Although recent advances have been made in lowering transition temperatures, existing superconducting materials exhibit superconducting properties only at temperatures substantially below normal environmental conditions. In spite of this fact, practical uses of superconducting materials in electric machines, such as electric motors, have been envisioned.
One example is the electric motor described in U.S. Pat. No. 4,577,126 to Malifert. The motor has superconductive field windings formed of cylindrical windings having an axis about the axis of rotation of the rotor. The rotor may be solid or in the form of a shaft on which are secured one or more disks. The armature windings alternate with and overlap rotor disks such that the internal windings are interleaved or are interfitted between the disks of the rotor. The windings may be formed on flat insulating supports in the form of disks which can be made of glass fiber reinforced resin.
U.S. Pat. No. 4,385,248 to Laskaris describes a support structure for a superconducting winding of a motor which minimizes frictional heat losses developed by relative sliding motion at the interface between the superconducting electrical winding and a support structure. A plurality of superconducting conductors are bunched together in close thermal and electrical contact with one another in a solid winding bundle. The winding bundle is then treated with epoxy resin so that all the individual conductors are epoxyed together.

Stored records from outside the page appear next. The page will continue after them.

// LabWired - Firmware Simulation Platform
// Copyright (C) 2026 Andrii Shylenko
//
// This software is released under the MIT License.
// See the LICENSE file in the project root for full license information.

use std::collections::VecDeque;
use std::io::{self, BufRead, Read};

/// Longest token kept; the console buffer holds 100 bytes including the
/// terminator.
pub const MAX_TOKEN_LEN: usize = 99;

/// Upper bound on one read from the underlying stream. Lines longer than
/// this are consumed in several reads.
const READ_CHUNK: u64 = 4096;

/// Bytes kept of a word while it is being assembled. Leaves room for
/// multi-byte characters before the final cut to `MAX_TOKEN_LEN`.
const WORD_BYTES: usize = MAX_TOKEN_LEN * 4;

/// Splits a line-oriented input stream into whitespace-delimited words,
/// the way `scanf(" %s")` consumes a serial console.
///
/// Input is taken as raw bytes. Invalid UTF-8 becomes U+FFFD, so line
/// noise shows up as an unknown word instead of an I/O error.
pub struct TokenReader<R> {
    reader: R,
    pending: VecDeque<String>,
    word: Vec<u8>,
}

impl<R: BufRead> TokenReader<R> {
    pub fn new(reader: R) -> Self {
        Self {
            reader,
            pending: VecDeque::new(),
            word: Vec::new(),
        }
    }

    /// Next word, blocking for more input as needed. `Ok(None)` at end of
    /// input.
    pub fn next_token(&mut self) -> io::Result<Option<String>> {
        loop {
            if let Some(token) = self.pending.pop_front() {
                return Ok(Some(token));
            }

            let mut chunk = Vec::new();
            let read = (&mut self.reader)
                .take(READ_CHUNK)
                .read_until(b'\n', &mut chunk)?;
            if read == 0 {
                self.finish_word();
                if self.pending.is_empty() {
                    return Ok(None);
                }
                continue;
            }

            for byte in chunk {
                if is_space(byte) {
                    self.finish_word();
                } else if self.word.len() < WORD_BYTES {
                    self.word.push(byte);
                }
            }
        }
    }

    fn finish_word(&mut self) {
        if self.word.is_empty() {
            return;
        }
        let word = String::from_utf8_lossy(&self.word);
        self.pending.push_back(truncate_token(&word));
        self.word.clear();
    }
}

/// `isspace` in the C locale.
fn is_space(byte: u8) -> bool {
    matches!(byte, b' ' | b'\t' | b'\n' | b'\r' | 0x0B | 0x0C)
}

fn truncate_token(word: &str) -> String {
    if word.len() <= MAX_TOKEN_LEN {
        return word.to_string();
    }
    let mut end = MAX_TOKEN_LEN;
    while !word.is_char_boundary(end) {
        end -= 1;
    }
    word[..end].to_string()
}
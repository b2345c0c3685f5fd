// LabWired - Firmware Simulation Platform
// Copyright (C) 2026 Andrii Shylenko
//
// This software is released under the MIT License.
// See the LICENSE file in the project root for full license information.

pub mod bus;
pub mod clock;
pub mod custom;
pub mod peripherals;

use std::any::Any;

pub use sopc_config::RegisterRef;

#[derive(Debug, Clone, PartialEq, Eq, thiserror::Error)]
pub enum SimulationError {
    #[error("Memory access violation at {0:#x}")]
    MemoryViolation(u64),
}

pub type SimResult<T> = Result<T, SimulationError>;

/// Trait representing a memory-mapped peripheral
pub trait Peripheral: std::fmt::Debug + Send {
    fn read(&self, offset: u64) -> SimResult<u8>;
    fn write(&mut self, offset: u64, value: u8) -> SimResult<()>;
    /// Advance the peripheral by `cycles` bus clock cycles.
    fn tick(&mut self, _cycles: u64) {}
    fn as_any(&self) -> Option<&dyn Any> {
        None
    }
    fn as_any_mut(&mut self) -> Option<&mut dyn Any> {
        None
    }
    fn snapshot(&self) -> serde_json::Value {
        serde_json::Value::Null
    }
}

/// Trait representing the system bus
pub trait Bus {
    fn read_u8(&self, addr: u64) -> SimResult<u8>;
    fn write_u8(&mut self, addr: u64, value: u8) -> SimResult<()>;
    fn tick_peripherals(&mut self, cycles: u64);

    fn read_u32(&self, addr: u64) -> SimResult<u32> {
        let b0 = self.read_u8(addr)? as u32;
        let b1 = self.read_u8(addr + 1)? as u32;
        let b2 = self.read_u8(addr + 2)? as u32;
        let b3 = self.read_u8(addr + 3)? as u32;
        // Little Endian
        Ok(b0 | (b1 << 8) | (b2 << 16) | (b3 << 24))
    }

    fn write_u32(&mut self, addr: u64, value: u32) -> SimResult<()> {
        self.write_u8(addr, (value & 0xFF) as u8)?;
        self.write_u8(addr + 1, ((value >> 8) & 0xFF) as u8)?;
        self.write_u8(addr + 2, ((value >> 16) & 0xFF) as u8)?;
        self.write_u8(addr + 3, ((value >> 24) & 0xFF) as u8)?;
        Ok(())
    }
}

/// Word-addressed register access in the style of the Nios `IORD`/`IOWR`
/// macros: `offset` counts 32-bit registers from `base`.
///
/// The firmware only talks to hardware through this trait, so a simulated
/// bus or a recording fake can stand in for the real register file.
pub trait RegisterAccess {
    fn read_register(&self, base: u64, offset: u32) -> SimResult<u32>;
    fn write_register(&mut self, base: u64, offset: u32, value: u32) -> SimResult<()>;

    /// Let simulated hardware observe the passage of `cycles` clock cycles.
    fn advance(&mut self, _cycles: u64) {}

    fn read(&self, reg: RegisterRef) -> SimResult<u32> {
        self.read_register(reg.base, reg.offset)
    }

    fn write(&mut self, reg: RegisterRef, value: u32) -> SimResult<()> {
        self.write_register(reg.base, reg.offset, value)
    }
}

impl<T: Bus> RegisterAccess for T {
    fn read_register(&self, base: u64, offset: u32) -> SimResult<u32> {
        self.read_u32(base + (offset as u64) * 4)
    }

    fn write_register(&mut self, base: u64, offset: u32, value: u32) -> SimResult<()> {
        tracing::debug!(
            "IOWR {:#010x}[{}] <- {:#x}",
            base,
            offset,
            value
        );
        self.write_u32(base + (offset as u64) * 4, value)
    }

    fn advance(&mut self, cycles: u64) {
        self.tick_peripherals(cycles);
    }
}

U.S. Pat. No. 3,521,091 to Halas describes an electric motor having an isolated superconducting field coil constructed of foil strips which are damped by placing two strips in a side-by-side relationship and connecting the end of one strip to the beginning of the other. The armature is maintained at a cryogenic temperature above its superconductive transition temperature and is also of foil strip construction to improve cooling and resist centrifugal crushing and cut through.
Heretofore, practical applications of superconducting motors have been limited due to the requirement for maintaining temperatures substantially below the temperatures experienced in the vast majority of real applications.